» **Your objective**
The answer must be one number: how many lines in the records below contain the word "entry".

» **Provided records**
//! Conversion of offsets between numbering systems

use serde::{Deserialize, Serialize};
use std::fmt;
use std::str::FromStr;

/// The unit in which source offsets are counted.
#[derive(Debug, Clone, Copy, PartialEq, Eq, Hash, Default, Serialize, Deserialize)]
#[serde(rename_all = "lowercase")]
pub enum OffsetType {
    /// UTF-8 bytes
    #[default]
    Byte,
    /// Unicode code points
    Char,
    /// UTF-16 code units
    Ucs2,
}

impl OffsetType {
    /// Number of units `ch` occupies in this numbering system.
    pub fn units(self, ch: char) -> usize {
        match self {
            OffsetType::Byte => ch.len_utf8(),
            OffsetType::Char => 1,
            OffsetType::Ucs2 => ch.len_utf16(),
        }
    }

    /// Length of `s` in this numbering system.
    pub fn len_of(self, s: &str) -> usize {
        match self {
            OffsetType::Byte => s.len(),
            OffsetType::Char => s.chars().count(),
            OffsetType::Ucs2 => s.encode_utf16().count(),
        }
    }

    pub fn as_str(self) -> &'static str {
        match self {
            OffsetType::Byte => "byte",
            OffsetType::Char => "char",
            OffsetType::Ucs2 => "ucs2",
        }
    }
}

impl fmt::Display for OffsetType {
    fn fmt(&self, f: &mut fmt::Formatter<'_>) -> fmt::Result {
        f.write_str(self.as_str())
    }
}

impl FromStr for OffsetType {
    type Err = String;

    fn from_str(s: &str) -> Result<Self, Self::Err> {
        match s {
            "byte" => Ok(OffsetType::Byte),
            "char" => Ok(OffsetType::Char),
            "ucs2" => Ok(OffsetType::Ucs2),
            other => Err(format!(
                "unknown offset type '{}' (expected byte, char or ucs2)",
                other
            )),
        }
    }
}

/// Convert `offsets` in place from `from` units to `to` units over `source`.
///
/// The source is scanned once, in offset order, so the cost is linear in the
/// source length plus `O(n log n)` in the number of offsets.
///
/// An offset that falls inside a multi-unit character rounds up to the end of
/// that character. Offsets past the end of the source are extrapolated
/// one-to-one, which keeps the conversion monotonic.
pub fn convert_offsets(source: &str, from: OffsetType, to: OffsetType, offsets: &mut [usize]) {
    if from == to || offsets.is_empty() {
        return;
    }

    let mut order: Vec<usize> = (0..offsets.len()).collect();
    order.sort_by_key(|&i| offsets[i]);

    let mut chars = source.chars();
    let mut in_pos = 0usize;
    let mut out_pos = 0usize;

    for i in order {
        let target = offsets[i];
        while in_pos < target {
            match chars.next() {
                Some(ch) => {
                    in_pos += from.units(ch);
                    out_pos += to.units(ch);
                }
                None => break,
            }
        }
        offsets[i] = if in_pos < target {
            out_pos + (target - in_pos)
        } else {
            out_pos
        };
    }
}

/// Convert a single offset. Prefer [`convert_offsets`] for batches.
pub fn convert_offset(source: &str, from: OffsetType, to: OffsetType, offset: usize) -> usize {
    let mut one = [offset];
    convert_offsets(source, from, to, &mut one);
    one[0]
}

#[cfg(test)]
mod tests {
    use super::*;

    // "a" (1 byte), "é" (2 bytes), "😀" (4 bytes, 2 UTF-16 units), "b"
    const SOURCE: &str = "aé😀b";

    #[test]
    fn test_len_of() {
        assert_eq!(OffsetType::Byte.len_of(SOURCE), 8);
        assert_eq!(OffsetType::Char.len_of(SOURCE), 4);
        assert_eq!(OffsetType::Ucs2.len_of(SOURCE), 5);
    }

    #[test]
    fn test_byte_to_char() {
        let mut offsets = [0, 1, 3, 7, 8];
        convert_offsets(SOURCE, OffsetType::Byte, OffsetType::Char, &mut offsets);
        assert_eq!(offsets, [0, 1, 2, 3, 4]);
    }

    #[test]
    fn test_byte_to_ucs2() {
        let mut offsets = [8, 7, 3, 1, 0];
        convert_offsets(SOURCE, OffsetType::Byte, OffsetType::Ucs2, &mut offsets);
        assert_eq!(offsets, [5, 4, 2, 1, 0]);
    }

    #[test]
    fn test_ucs2_to_byte() {
        let mut offsets = [0, 2, 4, 5];
        convert_offsets(SOURCE, OffsetType::Ucs2, OffsetType::Byte, &mut offsets);
        assert_eq!(offsets, [0, 3, 7, 8]);
    }

    #[test]
    fn test_same_type_is_noop() {
        let mut offsets = [3, 1];
        convert_offsets(SOURCE, OffsetType::Char, OffsetType::Char, &mut offsets);
        assert_eq!(offsets, [3, 1]);
    }

    #[test]
    fn test_duplicates_convert_identically() {
        let mut offsets = [3, 3, 7, 3];
        convert_offsets(SOURCE, OffsetType::Byte, OffsetType::Char, &mut offsets);
        assert_eq!(offsets, [2, 2, 3, 2]);
    }

    #[test]
    fn test_mid_character_rounds_up() {
        // Byte 2 is inside "é"
        assert_eq!(convert_offset(SOURCE, OffsetType::Byte, OffsetType::Char, 2), 2);
    }

    #[test]
    fn test_past_end_extrapolates() {
        assert_eq!(convert_offset(SOURCE, OffsetType::Byte, OffsetType::Char, 10), 6);
        assert_eq!(convert_offset(SOURCE, OffsetType::Char, OffsetType::Byte, 6), 10);
    }

    #[test]
    fn test_parse_offset_type() {
        assert_eq!("ucs2".parse::<OffsetType>(), Ok(OffsetType::Ucs2));
        assert!("utf32".parse::<OffsetType>().is_err());
        assert_eq!(OffsetType::Char.to_string(), "char");
    }
}
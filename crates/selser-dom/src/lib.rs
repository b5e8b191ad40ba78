//! Document trees with source provenance.
//!
//! This crate provides the tree the transformation passes work on:
//!
//! - [`Document`]: an arena of nodes addressed by [`NodeId`], with the usual
//!   navigation and mutation API, typed `data-parsoid`/`data-mw` bags, and a
//!   content-fragment store for sealed extension output
//! - [`Document::parse_fragment`] and [`Document::serialize`]: markup to tree
//!   and back, with selective serialization of unmodified nodes
//! - [`process_attribute_embedded_html`]: access to HTML hidden in data
//!   attributes, extensible through [`ExtensionTagHandler`]
//! - [`remap`]: offset shifting and numbering conversion over every source
//!   range in a tree
//!
//! # Example
//!
//! ```rust
//! use selser_dom::{Document, ExtensionRegistry, SerializeOptions, shift_offsets_by};
//! use selser_source_map::OffsetSpan;
//!
//! let html = r#"<p data-parsoid='{"dsr":[0,5,0,0]}'>hello</p><p>untouched</p>"#;
//! let mut doc = Document::from_html(html).unwrap();
//! let root = doc.root();
//! shift_offsets_by(&mut doc, &ExtensionRegistry::new(), root, 3);
//!
//! let p = doc.first_child(root).unwrap();
//! assert_eq!(doc.data_parsoid(p).dsr, Some(OffsetSpan::new(3, 8, 0, 0)));
//!
//! // The second paragraph was not touched and keeps its original markup
//! let out = doc.serialize(root, SerializeOptions::inner().verbatim());
//! assert!(out.ends_with("<p>untouched</p>"));
//! ```

pub mod context;
pub mod data;
pub mod document;
pub mod error;
pub mod extension;
mod fragments;
pub mod kind;
pub mod node;
mod parse;
pub mod remap;
pub mod serialize;

pub use context::DiagnosticSink;
pub use data::{
    AttribPart, DataMw, DataMwBody, DataMwError, DataParsoid, RichAttribPart, TempData,
};
pub use document::{DEFAULT_MAX_NESTING_DEPTH, Document};
pub use error::{DomError, Result};
pub use extension::{
    EmbeddedHtmlProc, ExtensionRegistry, ExtensionTagHandler, process_attribute_embedded_html,
    process_body_html,
};
pub use kind::NodeKind;
pub use node::{ElementData, NodeData, NodeId};
pub use remap::{
    OffsetApplier, OffsetCollector, SpanVisitor, convert_offset_numbering, shift_offsets,
    shift_offsets_by, visit_offsets,
};
pub use serialize::SerializeOptions;
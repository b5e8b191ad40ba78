//! Extension tag handlers and attribute-embedded HTML.
//!
//! Some markup is not stored as children but as HTML strings inside data
//! attributes: template-expanded attributes, language variant text, media
//! captions, and extension bodies. Passes that must see every node (offset
//! remapping, citation extraction) reach that content through
//! [`process_attribute_embedded_html`].

use crate::data::AttribPart;
use crate::document::Document;
use crate::node::NodeId;
use indexmap::IndexMap;
use serde_json::Value;
use std::fmt;

/// Callback that receives one embedded HTML string and returns its
/// replacement.
pub type EmbeddedHtmlProc<'a> = dyn FnMut(&mut Document, &str) -> String + 'a;

/// Behaviour an extension contributes to tree passes.
pub trait ExtensionTagHandler {
    /// Whether this extension's output keeps HTML in its data attributes.
    fn embeds_html_in_attributes(&self) -> bool {
        false
    }

    /// Run `proc` over every HTML string this extension embeds in `elt`.
    ///
    /// Only called when [`embeds_html_in_attributes`](Self::embeds_html_in_attributes)
    /// returns true.
    fn process_attribute_embedded_html(
        &self,
        _doc: &mut Document,
        _elt: NodeId,
        _proc: &mut EmbeddedHtmlProc<'_>,
    ) {
    }
}

/// Extension handlers keyed by tag name.
#[derive(Default)]
pub struct ExtensionRegistry {
    handlers: IndexMap<String, Box<dyn ExtensionTagHandler>>,
}

impl fmt::Debug for ExtensionRegistry {
    fn fmt(&self, f: &mut fmt::Formatter<'_>) -> fmt::Result {
        f.debug_struct("ExtensionRegistry")
            .field("handlers", &self.handlers.keys().collect::<Vec<_>>())
            .finish()
    }
}

impl ExtensionRegistry {
    pub fn new() -> Self {
        Self::default()
    }

    pub fn register(&mut self, name: impl Into<String>, handler: Box<dyn ExtensionTagHandler>) {
        self.handlers.insert(name.into(), handler);
    }

    pub fn get(&self, name: &str) -> Option<&dyn ExtensionTagHandler> {
        self.handlers.get(name).map(|h| h.as_ref())
    }

    pub fn names(&self) -> impl Iterator<Item = &str> {
        self.handlers.keys().map(String::as_str)
    }
}

/// Run `proc` over every HTML string embedded in the data attributes of
/// `elt`, writing changed strings back.
///
/// Visit order is fixed: expanded attributes, then language variant text,
/// then an inline media caption, then the extension's own embedded HTML.
pub fn process_attribute_embedded_html(
    doc: &mut Document,
    extensions: &ExtensionRegistry,
    elt: NodeId,
    proc: &mut EmbeddedHtmlProc<'_>,
) {
    if !doc.has_attr(elt, "typeof") {
        return;
    }

    if doc.has_type_of(elt, "mw:ExpandedAttrs") {
        process_expanded_attrs(doc, elt, proc);
    }

    if doc.has_type_of(elt, "mw:LanguageVariant") {
        process_language_variant(doc, elt, proc);
    }

    if doc.is_inline_media(elt) {
        let caption = doc.data_mw(elt).and_then(|dmw| dmw.caption.clone());
        if let Some(caption) = caption.filter(|c| !c.is_empty()) {
            let processed = proc(doc, &caption);
            if processed != caption {
                doc.data_mw_mut(elt).caption = Some(processed);
            }
        }
    }

    let handler = doc
        .ext_tag_name(elt)
        .and_then(|name| extensions.get(name))
        .filter(|h| h.embeds_html_in_attributes());
    if let Some(handler) = handler {
        handler.process_attribute_embedded_html(doc, elt, proc);
    }
}

/// Run `proc` over `data-mw.body.html`, the usual home of an extension's
/// embedded HTML.
pub fn process_body_html(doc: &mut Document, elt: NodeId, proc: &mut EmbeddedHtmlProc<'_>) {
    let Some(html) = doc
        .data_mw(elt)
        .and_then(|dmw| dmw.body_html())
        .map(str::to_string)
    else {
        return;
    };
    let processed = proc(doc, &html);
    if processed != html {
        if let Some(body) = doc.data_mw_mut(elt).body.as_mut() {
            body.html = Some(processed);
        }
    }
}

fn process_expanded_attrs(doc: &mut Document, elt: NodeId, proc: &mut EmbeddedHtmlProc<'_>) {
    let Some(attribs) = doc.data_mw(elt).map(|dmw| dmw.attribs.clone()) else {
        return;
    };
    let mut updated = attribs.clone();
    for (k, v) in updated.iter_mut() {
        for part in [k, v] {
            if let AttribPart::Rich(rich) = part {
                if let Some(html) = rich.html.take() {
                    rich.html = Some(proc(doc, &html));
                }
            }
        }
    }
    if updated != attribs {
        doc.data_mw_mut(elt).attribs = updated;
    }
}

fn process_language_variant(doc: &mut Document, elt: NodeId, proc: &mut EmbeddedHtmlProc<'_>) {
    let Some(raw) = doc.attr(elt, "data-mw-variant").map(str::to_string) else {
        return;
    };
    let mut variant: Value = match serde_json::from_str(&raw) {
        Ok(v) => v,
        Err(err) => {
            tracing::debug!(node = %elt, error = %err, "skipping unreadable data-mw-variant");
            return;
        }
    };

    let mut changed = false;
    let mut apply = |doc: &mut Document, slot: Option<&mut Value>| {
        if let Some(Value::String(s)) = slot {
            let processed = proc(doc, s);
            if processed != *s {
                *s = processed;
                changed = true;
            }
        }
    };

    apply(doc, variant.pointer_mut("/disabled/t"));
    if let Some(Value::Array(items)) = variant.get_mut("twoway") {
        for item in items.iter_mut() {
            apply(doc, item.get_mut("t"));
        }
    }
    if let Some(Value::Array(items)) = variant.get_mut("oneway") {
        for item in items.iter_mut() {
            apply(doc, item.get_mut("f"));
            apply(doc, item.get_mut("t"));
        }
    }
    apply(doc, variant.pointer_mut("/filter/t"));

    if changed {
        match serde_json::to_string(&variant) {
            Ok(json) => doc.set_attr(elt, "data-mw-variant", json),
            Err(err) => {
                tracing::error!(node = %elt, error = %err, "failed to store data-mw-variant");
            }
        }
    }
}

#[cfg(test)]
mod tests {
    use super::*;

    fn upper(_doc: &mut Document, html: &str) -> String {
        html.to_uppercase()
    }

    fn first(doc: &Document) -> NodeId {
        doc.first_child(doc.root()).unwrap()
    }

    #[test]
    fn test_expanded_attrs() {
        let mut doc = Document::from_html(
            r#"<a typeof="mw:ExpandedAttrs" data-mw='{"attribs":[[{"txt":"href"},{"html":"&lt;b&gt;x&lt;/b&gt;"}]]}'></a>"#,
        )
        .unwrap();
        let a = first(&doc);
        process_attribute_embedded_html(&mut doc, &ExtensionRegistry::new(), a, &mut upper);
        match &doc.data_mw(a).unwrap().attribs[0].1 {
            AttribPart::Rich(rich) => assert_eq!(rich.html.as_deref(), Some("<B>X</B>")),
            other => panic!("unexpected {:?}", other),
        }
    }

    #[test]
    fn test_language_variant_order() {
        let mut doc = Document::from_html(
            r#"<span typeof="mw:LanguageVariant" data-mw-variant='{"twoway":[{"l":"en","t":"a"}],"oneway":[{"f":"b","l":"x","t":"c"}],"filter":{"t":"d"}}'></span>"#,
        )
        .unwrap();
        let span = first(&doc);
        let mut seen = Vec::new();
        process_attribute_embedded_html(
            &mut doc,
            &ExtensionRegistry::new(),
            span,
            &mut |_doc: &mut Document, html: &str| {
                seen.push(html.to_string());
                format!("{}!", html)
            },
        );
        assert_eq!(seen, vec!["a", "b", "c", "d"]);
        let variant: Value =
            serde_json::from_str(doc.attr(span, "data-mw-variant").unwrap()).unwrap();
        assert_eq!(variant["oneway"][0]["t"], "c!");
        assert_eq!(variant["filter"]["t"], "d!");
    }

    #[test]
    fn test_inline_media_caption() {
        let mut doc = Document::from_html(
            r#"<span typeof="mw:File" data-mw='{"caption":"cap"}'></span>"#,
        )
        .unwrap();
        let span = first(&doc);
        process_attribute_embedded_html(&mut doc, &ExtensionRegistry::new(), span, &mut upper);
        assert_eq!(doc.data_mw(span).unwrap().caption.as_deref(), Some("CAP"));
    }

    struct BodyHandler;

    impl ExtensionTagHandler for BodyHandler {
        fn embeds_html_in_attributes(&self) -> bool {
            true
        }

        fn process_attribute_embedded_html(
            &self,
            doc: &mut Document,
            elt: NodeId,
            proc: &mut EmbeddedHtmlProc<'_>,
        ) {
            process_body_html(doc, elt, proc);
        }
    }

    #[test]
    fn test_registered_extension_body() {
        let html = r#"<div typeof="mw:Extension/box" data-mw='{"name":"box","body":{"html":"x"}}'></div>"#;
        let mut doc = Document::from_html(html).unwrap();
        let div = first(&doc);

        process_attribute_embedded_html(&mut doc, &ExtensionRegistry::new(), div, &mut upper);
        assert_eq!(doc.data_mw(div).unwrap().body_html(), Some("x"));
        assert!(!doc.is_modified(div));

        let mut extensions = ExtensionRegistry::new();
        extensions.register("box", Box::new(BodyHandler));
        process_attribute_embedded_html(&mut doc, &extensions, div, &mut upper);
        assert_eq!(doc.data_mw(div).unwrap().body_html(), Some("X"));
    }

    #[test]
    fn test_no_typeof_is_skipped() {
        let mut doc = Document::from_html(r#"<span data-mw='{"caption":"cap"}'></span>"#).unwrap();
        let span = first(&doc);
        let mut calls = 0;
        process_attribute_embedded_html(
            &mut doc,
            &ExtensionRegistry::new(),
            span,
            &mut |_doc: &mut Document, html: &str| {
                calls += 1;
                html.to_string()
            },
        );
        assert_eq!(calls, 0);
    }
}
/*
 * extractor.rs
 * Copyright (c) 2025 Posit, PBC
 *
 * Pass that turns sealed citation markers into citation links.
 */

//! Citation extraction.
//!
//! Walks the document once, depth-first and left to right, and resolves
//! every sealed citation marker against the [`ReferenceRegistry`]. Each
//! marker is replaced by a rendered citation link and its content is kept in
//! the content store until the entry's list line is rendered.
//!
//! ## Input
//!
//! - `<sup typeof="mw:DOMFragment/sealed/ref" data-parsoid='{"html":"mwf0"}'>`:
//!   a citation marker. The fragment `mwf0` starts with a `sup` whose
//!   `data-mw` holds the `name`, `follow`, `group` and `dir` attributes and
//!   whose children are the rendered content.
//! - `typeof="mw:Extension/references"`: an author-placed reference list.
//!   Markers inside it define entries instead of citing them.
//! - HTML embedded in data attributes (captions, expanded attributes,
//!   extension bodies) is parsed, walked and serialized back.
//!
//! ## Output
//!
//! ```html
//! <sup about="#mwt1" class="mw-ref reference" id="cite_ref-1" rel="dc:references"
//!      typeof="mw:Extension/ref"><a href="./Main_Page#cite_note-1"
//!      style="counter-reset: mw-Ref 1;"><span class="mw-reflink-text">[1]</span></a></sup>
//! ```
//!
//! Reference lists are rendered as soon as their markers are resolved; see
//! [`crate::render`].

use crate::entry::Direction;
use crate::error::{CiteError, Result};
use crate::registry::ReferenceRegistry;
use crate::render::insert_references_into_dom;
use crate::report::{RefError, RefErrorKind, add_errors_to_node, report};
use selser_dom::{
    DataMwBody, DataParsoid, Document, ExtensionRegistry, NodeId, NodeKind, SerializeOptions,
    process_attribute_embedded_html,
};
use selser_error_reporting::{DiagnosticKind, DiagnosticMessageBuilder};
use selser_source_map::OffsetSpan;

/// Resolve every citation marker in `doc` and render every author-placed
/// reference list.
///
/// Run [`crate::insert_missing_references`] afterwards for citations that
/// no list picked up, then [`crate::flush_deferred_errors`].
///
/// # Errors
///
/// Fails if a marker points at content that is not in the content store.
/// Problems with how citations are used are recorded on the document
/// instead.
pub fn process_references(
    doc: &mut Document,
    extensions: &ExtensionRegistry,
    registry: &mut ReferenceRegistry,
) -> Result<()> {
    doc.set_max_nesting_depth(registry.config().max_nesting_depth);
    tracing::debug!("extracting citations");
    let root = doc.root();
    process_refs(doc, extensions, registry, root)?;
    tracing::debug!(
        pending_groups = registry.group_names().len(),
        "finished extracting citations"
    );
    Ok(())
}

pub(crate) fn process_refs(
    doc: &mut Document,
    extensions: &ExtensionRegistry,
    registry: &mut ReferenceRegistry,
    node: NodeId,
) -> Result<()> {
    // Pre-order over plain nesting with an explicit stack. Each entry keeps
    // the parent the node was found under.
    let mut stack = child_frames(doc, node);
    while let Some((child, parent)) = stack.pop() {
        // Hoisting may have moved a later sibling out of its parent
        if doc.parent(child) != Some(parent) {
            continue;
        }
        match doc.classify(child) {
            NodeKind::Text | NodeKind::Comment | NodeKind::Fragment => {}
            NodeKind::SealedFragment { ext } if ext == "ref" => {
                extract_ref_from_node(doc, extensions, registry, child)?;
            }
            NodeKind::ExtensionOutput { ext } if ext == "references" => {
                process_references_list(doc, extensions, registry, child)?;
            }
            NodeKind::SealedFragment { .. }
            | NodeKind::ExtensionOutput { .. }
            | NodeKind::TransclusionWrapper
            | NodeKind::ExpandedAttrs
            | NodeKind::LanguageVariant
            | NodeKind::InlineMedia
            | NodeKind::Plain => {
                registry.push_context(None);
                let result = process_embedded(doc, extensions, registry, child);
                registry.pop_context();
                result?;
                stack.extend(child_frames(doc, child));
            }
        }
    }
    Ok(())
}

/// Children of `node`, last first, paired with `node`.
fn child_frames(doc: &Document, node: NodeId) -> Vec<(NodeId, NodeId)> {
    doc.children(node).iter().rev().map(|&c| (c, node)).collect()
}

» **Task output**
3